Les conditions d’applications du Décret Tertiaire ont ensuite été clarifiées dans l’arrêté du 10 avril 2020 (dit Arrêté méthode), qui définit la méthode de calcul de l’amélioration des performances énergétiques des bâtiments. Le partage des données de consommation d’énergie s’effectuera au travers d’une plateforme appelée OPERAT et gérée par l’ADEME. Celle-ci permettra à la fois le recueil des informations liées aux bâtiments, mais également le suivi de ses performances.
L’arrêté indique que les obligations sont modulables en fonction des contraintes techniques et architecturales des bâtiments concernés, mais également en cas de rentabilité trop faibles des actions à entreprendre. Un dossier technique sera à remettre à la Préfecture, chargé de l’application du décret, ou directement sur la plateforme OPERAT, pour décider de la modularité des obligations imposées.
L’arrêté du 10 avril 2020 a été modifié par arrêté (dit « Arrêté valeurs absolues) le 17 janvier 2021 (date de parution au Journal Officiel) qui fixe les valeurs absolues de consommation d’énergie que les bâtiments tertiaires de la catégorie bureaux-services public et logistique devront atteindre d’ici 2030. La définition des objectifs en valeurs absolues correspond à une valeur de consommation en quantité d’énergie finale annuelle par m² (kWh/m²/an). L’arrêté précise également les documents devant composer le dossier technique de modularité des obligations.
Deux autres arrêtés devraient être publiés en 2021 et définiront les valeurs absolues pour les bâtiments tertiaires « autres ». La date limite de saisie des consommations énergétiques de référence a été fixée au 30 septembre 2022 et l’année 2020 ne pourra pas être choisie en année de référence en raison de la crise sanitaire.
A qui s’appliquent ces décrets ?
Le décret s’applique à l’ensemble des bâtiments à usage tertiaire dont la surface cumulée liée à l’activité tertiaire dépasse les 1000 m². A noter que les industriels sont également concernés dès lors que la surface cumulée des bâtiments (ou partie de bâtiment) à usage tertiaire présents sur site (bureaux, restauration, administration, entrepôt…) dépasse cette valeur.
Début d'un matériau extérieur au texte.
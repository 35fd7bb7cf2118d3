use thiserror::Error;

#[derive(Debug, Error)]
pub enum CacheError {
  #[error("cache lock poisoned")]
  LockPoisoned,

  #[error("failed to serialize {entity_type} for caching: {source}")]
  Serialize {
    entity_type: &'static str,
    #[source]
    source: serde_json::Error,
  },

  #[error("cached {entity_type} payload is corrupt: {source}")]
  Corrupt {
    entity_type: &'static str,
    #[source]
    source: serde_json::Error,
  },
}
Les obligations s’appliquent aux propriétaires bailleurs et aux locataires des bâtiments concernés, qui partagent la responsabilité au titre du décret. La répartition des actions à entreprendre sera définie à partir des dispositions présentes dans le bail commercial qui lie le propriétaire et le locataire.
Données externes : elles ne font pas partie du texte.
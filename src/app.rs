use clap::Subcommand;
use color_eyre::{eyre::eyre, Result};
use std::io::{IsTerminal, Write};
use std::time::Duration;
use tokio::time::Instant;

use crate::api::{CachedApiClient, EmployeeId, MoodEntryId, RiskLevel};
use crate::config::Config;
use crate::pages::dashboard::dashboard_query;
use crate::pages::directory::{
  alerts_query, departments_query, employees_query, filter_alerts, AlertList, DepartmentList,
  EmployeeList,
};
use crate::pages::mood_form::MoodForm;
use crate::pages::moods::{mood_board_query, MoodFilter, MoodManager};
use crate::query::{Query, QueryState};
use crate::retry::RetryPolicy;

/// How often a pending query is polled.
const TICK_RATE: Duration = Duration::from_millis(100);

#[derive(Subcommand, Debug)]
pub enum Command {
  /// Totals, recent entries and alerts
  Dashboard,

  /// List mood entries
  Moods {
    /// Only entries by this employee
    #[arg(short, long)]
    employee: Option<EmployeeId>,
    /// Only entries on this date (YYYY-MM-DD)
    #[arg(short, long)]
    date: Option<String>,
  },

  /// List employees
  Employees,

  /// List departments
  Departments,

  /// List well-being alerts
  Alerts {
    /// Hide alerts below this risk level (low, medium, high, critical)
    #[arg(long)]
    min_risk: Option<RiskLevel>,
  },

  /// Record a new mood entry
  Log {
    #[arg(short, long)]
    employee: EmployeeId,
    /// Mood from 1 (very bad) to 5 (very good)
    #[arg(short, long, default_value_t = 3)]
    mood: u8,
    /// Stress from 1 (very low) to 5 (very high)
    #[arg(short, long, default_value_t = 3)]
    stress: u8,
    /// What happened today (10 to 1000 characters)
    #[arg(short, long)]
    note: String,
    /// Entry date (YYYY-MM-DD), defaults to today
    #[arg(short, long)]
    date: Option<String>,
  },

  /// Change an existing mood entry; omitted fields keep their value
  Edit {
    id: MoodEntryId,
    #[arg(short, long)]
    employee: Option<EmployeeId>,
    #[arg(short, long)]
    mood: Option<u8>,
    #[arg(short, long)]
    stress: Option<u8>,
    #[arg(short, long)]
    note: Option<String>,
    #[arg(short, long)]
    date: Option<String>,
  },

  /// Delete a mood entry
  Delete { id: MoodEntryId },
}

/// Main application state
pub struct App {
  client: CachedApiClient,
  policy: RetryPolicy,
}

impl App {
  pub fn new(config: &Config) -> Result<Self> {
    Ok(Self {
      client: CachedApiClient::from_config(config)?,
      policy: config.retry.policy(),
    })
  }

  pub async fn run(&self, command: Command) -> Result<()> {
    match command {
      Command::Dashboard => {
        let data = self
          .load("dashboard", dashboard_query(self.client.clone(), self.policy))
          .await?;
        print!("{}", data);
      }
      Command::Moods { employee, date } => {
        let filter = MoodFilter {
          employee_id: employee,
          date,
        };
        self.show_moods(&filter).await?;
      }
      Command::Employees => {
        let employees = self
          .load("employees", employees_query(self.client.clone(), self.policy))
          .await?;
        let departments = self
          .load("departments", departments_query(self.client.clone(), self.policy))
          .await?;
        print!(
          "{}",
          EmployeeList {
            employees: &employees,
            departments: &departments,
          }
        );
      }
      Command::Departments => {
        let departments = self
          .load("departments", departments_query(self.client.clone(), self.policy))
          .await?;
        print!("{}", DepartmentList(&departments));
      }
      Command::Alerts { min_risk } => {
        let alerts = self
          .load("alerts", alerts_query(self.client.clone(), self.policy))
          .await?;
        print!("{}", AlertList(&filter_alerts(&alerts, min_risk)));
      }
      Command::Log {
        employee,
        mood,
        stress,
        note,
        date,
      } => {
        let mut form = MoodForm {
          employee_id: Some(employee),
          mood_level: mood,
          stress_level: stress,
          note,
          ..MoodForm::default()
        };
        if let Some(date) = date {
          form.date = date;
        }
        self.log_entry(form).await?;
      }
      Command::Edit {
        id,
        employee,
        mood,
        stress,
        note,
        date,
      } => {
        let board = self
          .load("mood entries", mood_board_query(self.client.clone(), self.policy))
          .await?;
        let entry = board
          .find(id)
          .ok_or_else(|| eyre!("Mood entry #{} not found", id))?;

        let mut manager = MoodManager::new(self.client.clone());
        let mut form = manager.start_edit(entry);
        if let Some(employee) = employee {
          form.employee_id = Some(employee);
        }
        if let Some(mood) = mood {
          form.mood_level = mood;
        }
        if let Some(stress) = stress {
          form.stress_level = stress;
        }
        if let Some(note) = note {
          form.note = note;
        }
        if let Some(date) = date {
          form.date = date;
        }

        let saved = manager.save(&form).await?;
        println!("Updated entry #{}", saved.id);
        self
          .show_moods(&MoodFilter {
            employee_id: Some(saved.employee_id),
            date: None,
          })
          .await?;
      }
      Command::Delete { id } => {
        let mut manager = MoodManager::new(self.client.clone());
        if manager.delete(id).await? {
          println!("Deleted entry #{}", id);
        } else {
          println!("The server did not confirm deleting entry #{}", id);
        }
        self.show_moods(&MoodFilter::default()).await?;
      }
    }

    Ok(())
  }

  async fn show_moods(&self, filter: &MoodFilter) -> Result<()> {
    let board = self
      .load("mood entries", mood_board_query(self.client.clone(), self.policy))
      .await?;
    print!("{}", board.filtered(filter));
    Ok(())
  }

  async fn log_entry(&self, form: MoodForm) -> Result<()> {
    // The employee list backs the form's employee check, like the select box
    // on the registration page.
    let employees = self
      .policy
      .run(|| self.client.list_employees())
      .await?;
    form.validate_against(&employees)?;

    let mut manager = MoodManager::new(self.client.clone());
    let saved = manager.save(&form).await?;
    println!("Saved entry #{} for {}", saved.id, saved.date);

    self
      .show_moods(&MoodFilter {
        employee_id: Some(saved.employee_id),
        date: None,
      })
      .await
  }

  /// Drive a page query to completion, reporting progress on stderr.
  ///
  /// After the automatic retries are used up, an interactive terminal is
  /// offered a manual retry.
  async fn load<T: Send + 'static>(&self, what: &str, mut query: Query<T>) -> Result<T> {
    loop {
      query
        .settle(TICK_RATE, |state| report(what, state))
        .await;

      if query.is_success() {
        break;
      }

      let message = query
        .failure()
        .map(|f| f.message.clone())
        .unwrap_or_default();

      if !ask_retry(what).await? {
        return Err(eyre!("Could not load {}: {}", what, message));
      }
      query.retry();
      report(what, query.state());
    }

    query
      .into_data()
      .ok_or_else(|| eyre!("Could not load {}", what))
  }
}

fn report<T>(what: &str, state: &QueryState<T>) {
  match state {
    QueryState::Loading => eprintln!("Loading {}...", what),
    QueryState::Error(failure) => {
      let reason = if failure.timed_out {
        "The server is slow to respond".to_string()
      } else {
        failure.message.clone()
      };
      match failure.retry_at {
        Some(at) => {
          let wait = at.saturating_duration_since(Instant::now());
          eprintln!(
            "{}. Retrying in {}s (attempt {} failed)",
            reason,
            wait.as_secs_f32().ceil() as u64,
            failure.failures
          );
        }
        None => eprintln!("{}. Giving up after {} attempts.", reason, failure.failures),
      }
    }
    QueryState::Idle | QueryState::Success(_) => {}
  }
}

/// Ask whether to retry a failed load. Non-interactive runs never retry.
async fn ask_retry(what: &str) -> Result<bool> {
  if !std::io::stdin().is_terminal() {
    return Ok(false);
  }

  let prompt = format!("Retry loading {}? [y/N] ", what);
  let answer = tokio::task::spawn_blocking(move || -> std::io::Result<String> {
    let mut stderr = std::io::stderr();
    stderr.write_all(prompt.as_bytes())?;
    stderr.flush()?;
    let mut line = String::new();
    std::io::stdin().read_line(&mut line)?;
    Ok(line)
  })
  .await??;

  Ok(matches!(answer.trim().to_lowercase().as_str(), "y" | "yes"))
}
Une centrale photovoltaïque sur site permet-elle de répondre aux exigences du Décret Tertiaire ?
Bien que l’autoconsommation ne soit pas un moyen de réduire sa consommation d’électricité, il convient de se demander si l’installation d’une centrale photovoltaïque en autoconsommation permettrait de répondre aux exigences d’efficacité énergétique du décret tertiaire.
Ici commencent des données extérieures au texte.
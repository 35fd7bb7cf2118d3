//! Mood entry form: defaults, field validation and conversion to a request body.

use chrono::{Local, NaiveDate};
use std::collections::BTreeMap;
use std::fmt;

use crate::api::{Employee, EmployeeId, MoodEntry, MoodEntryInput};

pub const LEVEL_MIN: u8 = 1;
pub const LEVEL_MAX: u8 = 5;
pub const NOTE_MIN_CHARS: usize = 10;
pub const NOTE_MAX_CHARS: usize = 1000;
pub const DATE_FORMAT: &str = "%Y-%m-%d";

/// Form fields, in display order.
#[derive(Debug, Clone, Copy, PartialEq, Eq, PartialOrd, Ord)]
pub enum Field {
  Employee,
  Date,
  Mood,
  Stress,
  Note,
}

impl fmt::Display for Field {
  fn fmt(&self, f: &mut fmt::Formatter<'_>) -> fmt::Result {
    f.write_str(match self {
      Self::Employee => "employee",
      Self::Date => "date",
      Self::Mood => "mood",
      Self::Stress => "stress",
      Self::Note => "note",
    })
  }
}

/// Per-field validation messages.
#[derive(Debug, Clone, Default, PartialEq, Eq)]
pub struct ValidationErrors(BTreeMap<Field, String>);

impl ValidationErrors {
  fn add(&mut self, field: Field, message: impl Into<String>) {
    self.0.entry(field).or_insert_with(|| message.into());
  }

  #[cfg(test)]
  pub fn get(&self, field: Field) -> Option<&str> {
    self.0.get(&field).map(String::as_str)
  }

  pub fn is_empty(&self) -> bool {
    self.0.is_empty()
  }

  #[cfg(test)]
  pub fn len(&self) -> usize {
    self.0.len()
  }
}

impl fmt::Display for ValidationErrors {
  fn fmt(&self, f: &mut fmt::Formatter<'_>) -> fmt::Result {
    let parts: Vec<String> = self
      .0
      .iter()
      .map(|(field, message)| format!("{}: {}", field, message))
      .collect();
    f.write_str(&parts.join("; "))
  }
}

impl std::error::Error for ValidationErrors {}

#[derive(Debug, Clone, PartialEq, Eq)]
pub struct MoodForm {
  pub employee_id: Option<EmployeeId>,
  pub date: String,
  pub mood_level: u8,
  pub stress_level: u8,
  pub note: String,
}

impl Default for MoodForm {
  /// Neutral mood and stress, dated today.
  fn default() -> Self {
    Self {
      employee_id: None,
      date: Local::now().date_naive().format(DATE_FORMAT).to_string(),
      mood_level: 3,
      stress_level: 3,
      note: String::new(),
    }
  }
}

impl MoodForm {
  /// Prefill the form for editing an existing entry.
  pub fn from_entry(entry: &MoodEntry) -> Self {
    Self {
      employee_id: Some(entry.employee_id),
      date: entry.date.clone(),
      mood_level: entry.mood_level,
      stress_level: entry.stress_level,
      note: entry.note.clone(),
    }
  }

  /// Check every field and build the request body.
  pub fn validate(&self) -> Result<MoodEntryInput, ValidationErrors> {
    let mut errors = ValidationErrors::default();

    let employee_id = match self.employee_id {
      Some(id) if id > 0 => id,
      _ => {
        errors.add(Field::Employee, "select an employee");
        0
      }
    };

    if NaiveDate::parse_from_str(self.date.trim(), DATE_FORMAT).is_err() {
      errors.add(Field::Date, "date must be in YYYY-MM-DD format");
    }

    if !(LEVEL_MIN..=LEVEL_MAX).contains(&self.mood_level) {
      errors.add(Field::Mood, format!("mood must be between {} and {}", LEVEL_MIN, LEVEL_MAX));
    }
    if !(LEVEL_MIN..=LEVEL_MAX).contains(&self.stress_level) {
      errors.add(
        Field::Stress,
        format!("stress must be between {} and {}", LEVEL_MIN, LEVEL_MAX),
      );
    }

    let note = self.note.trim();
    let note_chars = note.chars().count();
    if note_chars == 0 {
      errors.add(Field::Note, "note is required");
    } else if note_chars < NOTE_MIN_CHARS {
      errors.add(
        Field::Note,
        format!("note must have at least {} characters", NOTE_MIN_CHARS),
      );
    } else if note_chars > NOTE_MAX_CHARS {
      errors.add(
        Field::Note,
        format!("note must have at most {} characters", NOTE_MAX_CHARS),
      );
    }

    if !errors.is_empty() {
      return Err(errors);
    }

    Ok(MoodEntryInput {
      date: self.date.trim().to_string(),
      mood_level: self.mood_level,
      stress_level: self.stress_level,
      note: note.to_string(),
      employee_id,
    })
  }

  /// Like `validate`, and also require the employee to be one of `employees`.
  pub fn validate_against(&self, employees: &[Employee]) -> Result<MoodEntryInput, ValidationErrors> {
    let known = self
      .employee_id
      .map_or(true, |id| employees.iter().any(|e| e.id == id));

    match self.validate() {
      Ok(input) if known => Ok(input),
      Ok(_) => {
        let mut errors = ValidationErrors::default();
        errors.add(Field::Employee, "unknown employee");
        Err(errors)
      }
      Err(mut errors) => {
        if !known {
          errors.add(Field::Employee, "unknown employee");
        }
        Err(errors)
      }
    }
  }
}

pub fn mood_label(level: u8) -> &'static str {
  match level {
    1 => "very bad",
    2 => "bad",
    3 => "neutral",
    4 => "good",
    5 => "very good",
    _ => "unknown",
  }
}

pub fn stress_label(level: u8) -> &'static str {
  match level {
    1 => "very low",
    2 => "low",
    3 => "moderate",
    4 => "high",
    5 => "very high",
    _ => "unknown",
  }
}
Les objectifs du décret tertiaire se définissent à partir de l’énergie finale consommée, qui est définie comme « l’énergie délivrée au consommateur final. […] Les consommations d’énergie finale prises en considération sont celles des postes de consommations énergétiques relatifs d’une part à l’ambiance thermique générale et à la ventilation des locaux, en tenant compte des modalités d’occupation, et d’autre part aux autres usages immobiliers ainsi qu’aux usages spécifiques et de procédés. » (Arrêté du 10 avril 2020 – Art. 2 Définitions).
Une centrale photovoltaïque en autoconsommation étant directement raccordée à l’installation électrique d’un site, celle-ci permet de réduire la demande en électricité délivrée par le réseau et au travers d’un fournisseur d’électricité.
L’intégration d’une unité de production renouvelable en autoconsommation sur son site pourrait donc être un levier d’action important pour répondre aux exigences du décret tertiaire, après l’implémentation d’actions de performance énergétique.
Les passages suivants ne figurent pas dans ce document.